Children less than two years old who remain at risk for severe RSV in their second season would receive a single 200 mg injection of nirsevimab.
The FDA did not identify any safety concerns in its review of nirsevimab.
Other monoclonal antibodies have been associated with serious allergic reactions, skin rashes and other hypersensitivity reactions.
The FDA did not find any cases of serious allergic reactions in the nirsevimab trials and cases of skin rash and hypersensitivity reactions were low in infants who received the antibody. But Dr. Melissa Baylor, an FDA official, said cases of these side effects will likely occur if nirsevimab is approved.
Twelve infants who received nirsevimab in the trials died. None of these deaths were related to the antibody, according to the FDA’s review.
Four died from cardiac disease, two died from gastroenteritis, two died from unknown causes but were likely cases sudden infant death syndrome, one died from a tumor, one died from Covid, one died from a skull fracture, and one died of pneumonia.
“Most deaths were due to an underlying disease,” Baylor said. “none of the deaths appeared to be related to nirsevimab.”

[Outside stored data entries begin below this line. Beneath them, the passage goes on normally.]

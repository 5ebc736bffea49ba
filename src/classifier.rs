// 该文件是 Yebing （叶病识别） 项目的一部分。
// src/classifier.rs - 推理门面
//
// 本文件根据 Apache 许可证第 2.0 版（以下简称“许可证”）授权使用；
// 除非遵守该许可证条款，否则您不得使用本文件。
// 您可通过以下网址获取许可证副本：
// http://www.apache.org/licenses/LICENSE-2.0
// 除非适用法律要求或书面同意，根据本许可协议分发的软件均按“原样”提供，
// 不附带任何形式的明示或暗示的保证或条件。
// 有关许可权限与限制的具体条款，请参阅本许可协议。
//
// Copyright (C) 2026 Johann Li <me@qinka.pro>, Wareless Group

//! # 推理门面
//!
//! [`Classifier`] 依次串联模型加载、解码缩放、张量构建、推理与后处理：
//!
//! ```text
//! NotLoaded -> Decoding -> TensorBuilding -> Running -> Postprocessing -> Done
//! ```
//!
//! 任一阶段失败都会终止本次调用，失败阶段与错误记录在 [`DiagnosticBundle`] 中。
//! 除模型加载外不做任何重试；加载失败后，下一次调用会重新尝试加载。
//!
//! [`AsyncClassifier`] 把同一个 [`Classifier`] 放到 tokio 的阻塞线程池中执行，
//! 调用方在加载与推理期间保持响应。

use std::{
  sync::{Arc, Mutex, PoisonError},
  time::{Duration, Instant},
};

use serde_json::{Value, json};
use thiserror::Error;
use tracing::{debug, info, warn};

use crate::{
  input::{DecodeError, ImageDecoder},
  model::{ModelLoader, ModelRuntime, RuntimeError},
  postprocess::{Classification, OutputKind, Prediction, normalize, top_k, top1},
  tensor::{ElementType, TensorError, build_tensor},
};

const DEFAULT_TOP_K: usize = 5;
const DEFAULT_SIGNATURE_BYTES: usize = 16;

#[derive(Error, Debug, Clone, PartialEq)]
pub enum ClassifyError {
  #[error("资源缺失: {0}")]
  AssetMissing(String),
  #[error("模型加载失败: {0}")]
  ModelLoad(String),
  #[error("图像解码失败: {0}")]
  DecodeFailure(#[from] DecodeError),
  #[error("预处理失败: {0}")]
  PreprocessFailure(String),
  #[error("模型尚未加载")]
  RuntimeNotReady,
  #[error("推理失败: {0}")]
  InferenceFailure(String),
}

impl ClassifyError {
  pub fn kind(&self) -> &'static str {
    match self {
      ClassifyError::AssetMissing(_) => "asset_missing",
      ClassifyError::ModelLoad(_) => "model_load",
      ClassifyError::DecodeFailure(_) => "decode_failure",
      ClassifyError::PreprocessFailure(_) => "preprocess_failure",
      ClassifyError::RuntimeNotReady => "runtime_not_ready",
      ClassifyError::InferenceFailure(_) => "inference_failure",
    }
  }
}

impl From<RuntimeError> for ClassifyError {
  fn from(err: RuntimeError) -> Self {
    match err {
      RuntimeError::AssetMissing(msg) => ClassifyError::AssetMissing(msg),
      RuntimeError::ModelInvalid(msg) => ClassifyError::ModelLoad(msg),
      RuntimeError::NotReady => ClassifyError::RuntimeNotReady,
      RuntimeError::InputMismatch(msg) => ClassifyError::PreprocessFailure(msg),
      RuntimeError::InferenceFailure(msg) => ClassifyError::InferenceFailure(msg),
    }
  }
}

impl From<TensorError> for ClassifyError {
  fn from(err: TensorError) -> Self {
    ClassifyError::PreprocessFailure(err.to_string())
  }
}

/// 单次调用到达的最后阶段
#[derive(Debug, Clone, Copy, PartialEq, Eq, Hash)]
pub enum Stage {
  NotLoaded,
  Decoding,
  TensorBuilding,
  Running,
  Postprocessing,
  Done,
}

impl Stage {
  pub fn as_str(&self) -> &'static str {
    match self {
      Stage::NotLoaded => "not_loaded",
      Stage::Decoding => "decoding",
      Stage::TensorBuilding => "tensor_building",
      Stage::Running => "running",
      Stage::Postprocessing => "postprocessing",
      Stage::Done => "done",
    }
  }
}

#[derive(Debug, Clone, Copy, PartialEq, Eq)]
pub struct ClassifierConfig {
  pub top_k: usize,
  /// 内容签名取输入的前若干字节
  pub signature_bytes: usize,
}

impl Default for ClassifierConfig {
  fn default() -> Self {
    Self {
      top_k: DEFAULT_TOP_K,
      signature_bytes: DEFAULT_SIGNATURE_BYTES,
    }
  }
}

/// 输入前 `n` 个字节的十六进制编码，用于关联日志与结果，不是安全指纹
pub fn content_signature(bytes: &[u8], n: usize) -> String {
  bytes
    .iter()
    .take(n)
    .map(|b| format!("{:02x}", b))
    .collect()
}

/// 单次分类的完整诊断信息
#[derive(Debug, Clone, PartialEq)]
pub struct DiagnosticBundle {
  pub stage: Stage,
  pub signature: String,
  pub input_bytes: usize,
  pub input_type: Option<ElementType>,
  pub input_shape: Option<[usize; 4]>,
  pub output_shape: Option<[usize; 2]>,
  pub output_kind: Option<OutputKind>,
  pub raw_output: Vec<f32>,
  pub probabilities: Vec<f32>,
  pub top: Classification,
  pub labels: Vec<String>,
  pub elapsed: Duration,
  pub error: Option<ClassifyError>,
}

impl DiagnosticBundle {
  pub(crate) fn new(bytes: &[u8], signature_bytes: usize) -> Self {
    Self {
      stage: Stage::NotLoaded,
      signature: content_signature(bytes, signature_bytes),
      input_bytes: bytes.len(),
      input_type: None,
      input_shape: None,
      output_shape: None,
      output_kind: None,
      raw_output: Vec::new(),
      probabilities: Vec::new(),
      top: Classification::default(),
      labels: Vec::new(),
      elapsed: Duration::ZERO,
      error: None,
    }
  }

  pub fn is_ok(&self) -> bool {
    self.error.is_none()
  }

  pub fn top1(&self) -> Option<&Prediction> {
    self.top.top1()
  }

  pub fn into_classification(self) -> Result<Classification, ClassifyError> {
    match self.error {
      Some(err) => Err(err),
      None => Ok(self.top),
    }
  }

  /// 转为只含基本类型的嵌套映射，供界面层直接渲染
  pub fn to_json(&self) -> Value {
    let top: Vec<Value> = self
      .top
      .iter()
      .map(|p| json!({ "index": p.index, "label": p.label, "score": p.score }))
      .collect();

    json!({
      "ok": self.is_ok(),
      "stage": self.stage.as_str(),
      "signature": self.signature,
      "input_bytes": self.input_bytes,
      "input_type": self.input_type.map(|t| t.as_str()),
      "input_shape": self.input_shape,
      "output_shape": self.output_shape,
      "output_kind": self.output_kind.map(|k| k.as_str()),
      "raw_output": self.raw_output,
      "probabilities": self.probabilities,
      "top": top,
      "labels": self.labels,
      "elapsed_ms": self.elapsed.as_secs_f64() * 1000.0,
      "error": self.error.as_ref().map(|e| json!({ "kind": e.kind(), "message": e.to_string() })),
    })
  }
}

/// 同步推理门面，独占一个模型运行时
pub struct Classifier<L: ModelLoader> {
  runtime: ModelRuntime<L>,
  decoder: ImageDecoder,
  config: ClassifierConfig,
}

impl<L: ModelLoader> Classifier<L> {
  pub fn new(runtime: ModelRuntime<L>) -> Self {
    Self {
      runtime,
      decoder: ImageDecoder::default(),
      config: ClassifierConfig::default(),
    }
  }

  pub fn with_config(mut self, config: ClassifierConfig) -> Self {
    self.config = config;
    self
  }

  pub fn with_decoder(mut self, decoder: ImageDecoder) -> Self {
    self.decoder = decoder;
    self
  }

  pub fn config(&self) -> &ClassifierConfig {
    &self.config
  }

  pub fn runtime(&self) -> &ModelRuntime<L> {
    &self.runtime
  }

  pub fn is_ready(&self) -> bool {
    self.runtime.is_ready()
  }

  pub fn load(&mut self) -> Result<(), ClassifyError> {
    self.runtime.load().map_err(ClassifyError::from)
  }

  pub fn release(&mut self) {
    self.runtime.release();
  }

  /// 执行一次完整分类，总是返回诊断信息
  pub fn diagnose(&mut self, bytes: &[u8]) -> DiagnosticBundle {
    let started = Instant::now();
    let mut bundle = DiagnosticBundle::new(bytes, self.config.signature_bytes);

    if let Err(err) = self.run_stages(bytes, &mut bundle) {
      warn!(
        "分类失败 [{}] 阶段 {}: {}",
        bundle.signature,
        bundle.stage.as_str(),
        err
      );
      bundle.error = Some(err);
    }
    bundle.elapsed = started.elapsed();

    if let Some(best) = bundle.top1() {
      info!(
        "分类完成 [{}]: {} ({:.2}%), 耗时 {:.2?}",
        bundle.signature,
        best.label,
        best.score * 100.0,
        bundle.elapsed
      );
    }
    bundle
  }

  pub fn classify(&mut self, bytes: &[u8]) -> Result<Classification, ClassifyError> {
    self.diagnose(bytes).into_classification()
  }

  /// 只返回最可能的类别
  pub fn classify_top1(&mut self, bytes: &[u8]) -> Result<Prediction, ClassifyError> {
    let bundle = self.diagnose(bytes);
    if let Some(err) = bundle.error {
      return Err(err);
    }
    top1(&bundle.probabilities, &bundle.labels)
      .ok_or_else(|| ClassifyError::InferenceFailure("模型输出为空".to_string()))
  }

  fn run_stages(&mut self, bytes: &[u8], bundle: &mut DiagnosticBundle) -> Result<(), ClassifyError> {
    if !self.runtime.is_ready() {
      info!("模型未就绪，开始加载");
      self.runtime.load()?;
    }

    let spec = self
      .runtime
      .spec()
      .cloned()
      .ok_or(ClassifyError::RuntimeNotReady)?;
    let labels = self
      .runtime
      .labels()
      .map(|l| l.as_slice().to_vec())
      .unwrap_or_default();

    bundle.input_type = Some(spec.element_type);
    bundle.input_shape = Some(spec.input_shape);
    bundle.output_shape = Some(spec.output_shape);
    bundle.output_kind = Some(spec.output_kind);
    bundle.labels = labels;

    bundle.stage = Stage::Decoding;
    let (width, height) = match (u32::try_from(spec.width()), u32::try_from(spec.height())) {
      (Ok(w), Ok(h)) => (w, h),
      _ => {
        return Err(ClassifyError::PreprocessFailure(format!(
          "模型输入尺寸过大: {}x{}",
          spec.width(),
          spec.height()
        )));
      }
    };
    let frame = self.decoder.decode(bytes, width, height)?;

    bundle.stage = Stage::TensorBuilding;
    let tensor = build_tensor(
      &frame,
      spec.height(),
      spec.width(),
      spec.element_type,
      spec.layout,
    )?;
    debug!("输入张量: {:?} {}", tensor.shape(), tensor.element_type());

    bundle.stage = Stage::Running;
    let now = Instant::now();
    let raw = self.runtime.classify(&tensor)?;
    debug!("推理完成，耗时: {:.2?}", now.elapsed());

    bundle.stage = Stage::Postprocessing;
    let probabilities = normalize(&raw, spec.output_kind);
    bundle.top = top_k(&probabilities, &bundle.labels, self.config.top_k);
    bundle.raw_output = raw;
    bundle.probabilities = probabilities;

    bundle.stage = Stage::Done;
    Ok(())
  }

  pub fn into_async(self) -> AsyncClassifier<L> {
    AsyncClassifier::new(self)
  }
}

/// 异步推理门面，所有调用都在阻塞线程池中串行执行
pub struct AsyncClassifier<L: ModelLoader> {
  inner: Arc<Mutex<Classifier<L>>>,
  signature_bytes: usize,
}

impl<L: ModelLoader> Clone for AsyncClassifier<L> {
  fn clone(&self) -> Self {
    Self {
      inner: Arc::clone(&self.inner),
      signature_bytes: self.signature_bytes,
    }
  }
}

impl<L: ModelLoader> AsyncClassifier<L> {
  pub fn new(classifier: Classifier<L>) -> Self {
    Self {
      signature_bytes: classifier.config().signature_bytes,
      inner: Arc::new(Mutex::new(classifier)),
    }
  }
}

impl<L> AsyncClassifier<L>
where
  L: ModelLoader + Send + 'static,
  L::Model: Send + 'static,
{
  async fn with_classifier<R, F>(&self, f: F) -> Result<R, ClassifyError>
  where
    R: Send + 'static,
    F: FnOnce(&mut Classifier<L>) -> R + Send + 'static,
  {
    let inner = Arc::clone(&self.inner);
    tokio::task::spawn_blocking(move || {
      // 每次调用都会重建自己的缓冲区，锁中毒后的状态仍可继续使用
      let mut guard = inner.lock().unwrap_or_else(PoisonError::into_inner);
      f(&mut guard)
    })
    .await
    .map_err(|e| ClassifyError::InferenceFailure(format!("任务异常: {}", e)))
  }

  pub async fn is_ready(&self) -> bool {
    self
      .with_classifier(|c| c.is_ready())
      .await
      .unwrap_or(false)
  }

  pub async fn load(&self) -> Result<(), ClassifyError> {
    self.with_classifier(|c| c.load()).await?
  }

  pub async fn release(&self) {
    if let Err(e) = self.with_classifier(|c| c.release()).await {
      warn!("释放模型失败: {}", e);
    }
  }

  pub async fn last_load_error(&self) -> Option<String> {
    self
      .with_classifier(|c| c.runtime().last_load_error().map(str::to_string))
      .await
      .ok()
      .flatten()
  }

  pub async fn classify(&self, bytes: Vec<u8>) -> Result<Classification, ClassifyError> {
    self.with_classifier(move |c| c.classify(&bytes)).await?
  }

  pub async fn diagnose(&self, bytes: Vec<u8>) -> DiagnosticBundle {
    let fallback = DiagnosticBundle::new(&bytes, self.signature_bytes);
    match self.with_classifier(move |c| c.diagnose(&bytes)).await {
      Ok(bundle) => bundle,
      Err(err) => DiagnosticBundle {
        error: Some(err),
        ..fallback
      },
    }
  }
}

There is very close attention to safety due to historical failures in the development of RSV vaccines. Scientists first tried to develop a vaccine in the 1960s with an inactivated virus, but that shot actually made disease from RSV worse in some children when they received their first natural infection, resulting in the death of two infants.
Manish Shroff, head of patient safety at AstraZeneca, said the company will keep a close eye on the safety of nirsevimab through a large global monitoring system: “Safety is of utmost importance,” he said.
Baylor said there are also unanswered questions about how nirsevimab would interact with vaccines in development that confer protective antibodies to the fetus by administering the shot to the mother.
It’s unclear if giving nirsevimab to infants whose mothers received such RSV vaccines would provide additional protection or create potential safety issues,” Baylor said.